Concepts of honor and shame are perhaps one of the greatest barriers stopping women from speaking out about the violence perpetrated against them. Throughout the world I have met women who have explained how cultural values that blame women and girls for being sexually assaulted, instead of the perpetrator, make them afraid to speak out. With Project Monma, we conducted a survey looking at women's experiences of sexual harassment in India. It was incredibly difficult to get women to fill out the survey. One Indian woman told me that I would never get anyone to fill out the survey, they would be too afraid of the shame.

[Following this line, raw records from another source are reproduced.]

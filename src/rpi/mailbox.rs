use std::{
    fs::{File, OpenOptions},
    io,
    os::unix::io::AsRawFd,
    path::PathBuf,
};

use snafu::prelude::*;

use crate::errors::{IoctlSnafu, MailboxError, MessageTooLargeSnafu, OpenSnafu, RejectedSnafu};

/// The mailbox device node.
pub const MAILBOX_PATH: &str = "/dev/vcio";

const MAJOR_NUM: libc::c_ulong = 100;

// _IOWR(MAJOR_NUM, 0, char *)
const IOCTL_MBOX_PROPERTY: libc::c_ulong = (3 << 30)
    | ((std::mem::size_of::<*mut libc::c_char>() as libc::c_ulong) << 16)
    | (MAJOR_NUM << 8);

const MESSAGE_WORDS: usize = 32;
// size, code, tag, buffer size, request size ... end tag
const FRAME_WORDS: usize = 6;

const PROCESS_REQUEST: u32 = 0x0000_0000;
const RESPONSE_SUCCESS: u32 = 0x8000_0000;
const TAG_RESPONSE: u32 = 0x8000_0000;

/// Property tags understood by the firmware.
pub mod tags {
    /// Get firmware revision.
    pub const GET_FIRMWARE_REVISION: u32 = 0x0000_0001;
    /// Allocate GPU memory.
    pub const ALLOCATE_MEMORY: u32 = 0x0003_000c;
    /// Lock GPU memory, returning its bus address.
    pub const LOCK_MEMORY: u32 = 0x0003_000d;
    /// Unlock GPU memory.
    pub const UNLOCK_MEMORY: u32 = 0x0003_000e;
    /// Release GPU memory.
    pub const RELEASE_MEMORY: u32 = 0x0003_000f;
}

/// Carries a property message to the firmware and back.
pub trait PropertyTransport {
    /// Hands the message to the firmware; the response overwrites `message`.
    fn exchange(&mut self, message: &mut [u32]) -> io::Result<()>;
}

/// The `/dev/vcio` mailbox device.
#[derive(Debug)]
pub struct VcioDevice {
    file: File,
}

impl VcioDevice {
    /// Opens the mailbox device.
    pub fn open() -> Result<Self, MailboxError> {
        let file = OpenOptions::new()
            .read(true)
            .write(true)
            .open(MAILBOX_PATH)
            .context(OpenSnafu {
                path: PathBuf::from(MAILBOX_PATH),
            })?;
        Ok(Self { file })
    }
}

impl PropertyTransport for VcioDevice {
    fn exchange(&mut self, message: &mut [u32]) -> io::Result<()> {
        // SAFETY: the buffer is valid for the whole call and its first word
        // holds its size in bytes, which is all the driver will touch.
        let ret = unsafe {
            libc::ioctl(
                self.file.as_raw_fd(),
                IOCTL_MBOX_PROPERTY as _,
                message.as_mut_ptr(),
            )
        };
        if ret < 0 {
            return Err(io::Error::last_os_error());
        }
        Ok(())
    }
}

/// A channel to the GPU firmware.
///
/// Only one request can be outstanding; `&mut self` serializes them.
#[derive(Debug)]
pub struct Mailbox<T = VcioDevice> {
    transport: T,
}

impl Mailbox {
    /// Opens the mailbox device.
    pub fn open() -> Result<Self, MailboxError> {
        Ok(Self::with_transport(VcioDevice::open()?))
    }
}

impl<T: PropertyTransport> Mailbox<T> {
    /// Creates a mailbox on top of an arbitrary transport.
    pub fn with_transport(transport: T) -> Self {
        Self { transport }
    }

    /// Sends a single-tag property request and returns the first
    /// `response_len` words of the response payload.
    pub fn property(
        &mut self,
        tag: u32,
        request: &[u32],
        response_len: usize,
    ) -> Result<Vec<u32>, MailboxError> {
        let payload_len = request.len().max(response_len);
        let words = FRAME_WORDS + payload_len;
        ensure!(words <= MESSAGE_WORDS, MessageTooLargeSnafu { tag, words });

        let mut message = [0u32; MESSAGE_WORDS];
        message[0] = (words * 4) as u32;
        message[1] = PROCESS_REQUEST;
        message[2] = tag;
        message[3] = (payload_len * 4) as u32;
        message[4] = (request.len() * 4) as u32;
        message[5..5 + request.len()].copy_from_slice(request);
        // message[words - 1] is the end tag, already zero.

        self.transport
            .exchange(&mut message[..words])
            .context(IoctlSnafu { tag })?;

        let code = message[1];
        ensure!(code == RESPONSE_SUCCESS, RejectedSnafu { tag, code });
        ensure!(
            message[4] & TAG_RESPONSE != 0,
            RejectedSnafu {
                tag,
                code: message[4]
            }
        );

        Ok(message[5..5 + response_len].to_vec())
    }

    fn property_word(&mut self, tag: u32, request: &[u32]) -> Result<u32, MailboxError> {
        let response = self.property(tag, request, 1)?;
        Ok(response[0])
    }

    /// Queries the firmware revision.
    pub fn firmware_revision(&mut self) -> Result<u32, MailboxError> {
        self.property_word(tags::GET_FIRMWARE_REVISION, &[])
    }

    /// Allocates GPU memory, returning its handle. A zero handle means the
    /// firmware is out of memory.
    pub fn mem_alloc(&mut self, size: u32, align: u32, flags: u32) -> Result<u32, MailboxError> {
        self.property_word(tags::ALLOCATE_MEMORY, &[size, align, flags])
    }

    /// Releases GPU memory. Returns the firmware's status word (zero on success).
    pub fn mem_free(&mut self, handle: u32) -> Result<u32, MailboxError> {
        self.property_word(tags::RELEASE_MEMORY, &[handle])
    }

    /// Locks GPU memory in place, returning its bus address.
    pub fn mem_lock(&mut self, handle: u32) -> Result<u32, MailboxError> {
        self.property_word(tags::LOCK_MEMORY, &[handle])
    }

    /// Unlocks GPU memory. Returns the firmware's status word (zero on success).
    pub fn mem_unlock(&mut self, handle: u32) -> Result<u32, MailboxError> {
        self.property_word(tags::UNLOCK_MEMORY, &[handle])
    }
}

#[cfg(test)]
impl<T> Mailbox<T> {
    pub(crate) fn transport(&self) -> &T {
        &self.transport
    }
}


#[cfg(test)]
mod tests {
    use super::{fake::FakeFirmware, *};

    #[test]
    fn frames_allocate_request() {
        let mut mailbox = Mailbox::with_transport(FakeFirmware::default());
        let handle = mailbox.mem_alloc(8192, 4096, 0x4).unwrap();
        assert_eq!(handle, 1);

        let request = &mailbox.transport.requests[0];
        assert_eq!(
            request,
            &[
                36,
                PROCESS_REQUEST,
                tags::ALLOCATE_MEMORY,
                12,
                12,
                8192,
                4096,
                0x4,
                0
            ]
        );
    }

    #[test]
    fn frames_request_without_payload() {
        let mut mailbox = Mailbox::with_transport(FakeFirmware::default());
        assert_eq!(mailbox.firmware_revision().unwrap(), 0x5f0e_3a1b);

        let request = &mailbox.transport.requests[0];
        assert_eq!(request, &[28, 0, tags::GET_FIRMWARE_REVISION, 4, 0, 0, 0]);
    }

    #[test]
    fn lock_returns_bus_address() {
        let mut mailbox = Mailbox::with_transport(FakeFirmware::default());
        let handle = mailbox.mem_alloc(4096, 4096, 0xc).unwrap();
        assert_eq!(mailbox.mem_lock(handle).unwrap(), 0xc001_0000);
        assert_eq!(mailbox.mem_unlock(handle).unwrap(), 0);
        assert_eq!(mailbox.mem_free(handle).unwrap(), 0);
    }

    #[test]
    fn rejected_request() {
        let mut mailbox = Mailbox::with_transport(FakeFirmware {
            reject_tag: Some(tags::LOCK_MEMORY),
            ..Default::default()
        });
        assert!(matches!(
            mailbox.mem_lock(7),
            Err(MailboxError::Rejected {
                tag: tags::LOCK_MEMORY,
                code: 0x8000_0001
            })
        ));
    }

    #[test]
    fn transport_failure() {
        let mut mailbox = Mailbox::with_transport(FakeFirmware::default());
        assert!(matches!(
            mailbox.property(0x0004_0001, &[0], 2),
            Err(MailboxError::Ioctl {
                tag: 0x0004_0001,
                ..
            })
        ));
    }

    #[test]
    fn oversized_request() {
        let mut mailbox = Mailbox::with_transport(FakeFirmware::default());
        let request = [0u32; 27];
        assert!(matches!(
            mailbox.property(0x1234, &request, 1),
            Err(MailboxError::MessageTooLarge { words: 33, .. })
        ));
        assert!(mailbox.transport.requests.is_empty());
    }
}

The women would choose to stay silent.

The failure of the police and the judicial system throughout the world to adequately punish abusers has led many women and girls to believe there is no point in speaking out. Virtually every place I have travelled, women have expressed dissatisfaction that the police would protect them from violence. In the Republic of Congo for example, I was told by everyone that I interviewed that there are cases of police raping young girls working as prostitutes. How should a young girl feel confident going to the police for protection when it is widely known that the police are perpetrators of sexual violence?

So they just stay silent.

In Mauritania, a country where women can barely be seen on the street and slavery was legal until 2007, there is almost no point in speaking out, because cultural values that deem the woman's voice unimportant, means that even if they did speak out, no one would listen. I met with two women who explained to me that in Mauritania, women were seen with the same value as furniture, as the property of men. 'No one listens to us,' she said when I asked if they fought against these attitudes.

'I'm listening,' I told her.

We all need to listen.

There is a global endemic of violence against women. It is hidden under wraths of culture and shame, but it's there, and is being allowed to continue as one of the greatest violations of human rights occurring on this earth at this time.

And it's occurring in silence.

We need to do something about it and we need to do something about it today. In no single person's moral universe, whether guided by religion or any other cultural value, should the violation and degradation of another's physical body or integrity be allowed. Under no circumstance should one feel entitled to abuse another on the claim that a book told them they could or that they're culture allows it. Violence and harassment are always wrong. Forcing victims of violence to stay silent is even more wrong. Let's speak up today, let's talk about it with our friends and family, lets demand that the police do more, lets demand that our governments make stricter punishments for perpetrators and most importantly, let's get rid of these abhorrent cultural values and concepts of shame that render victims silent. Let's do that today.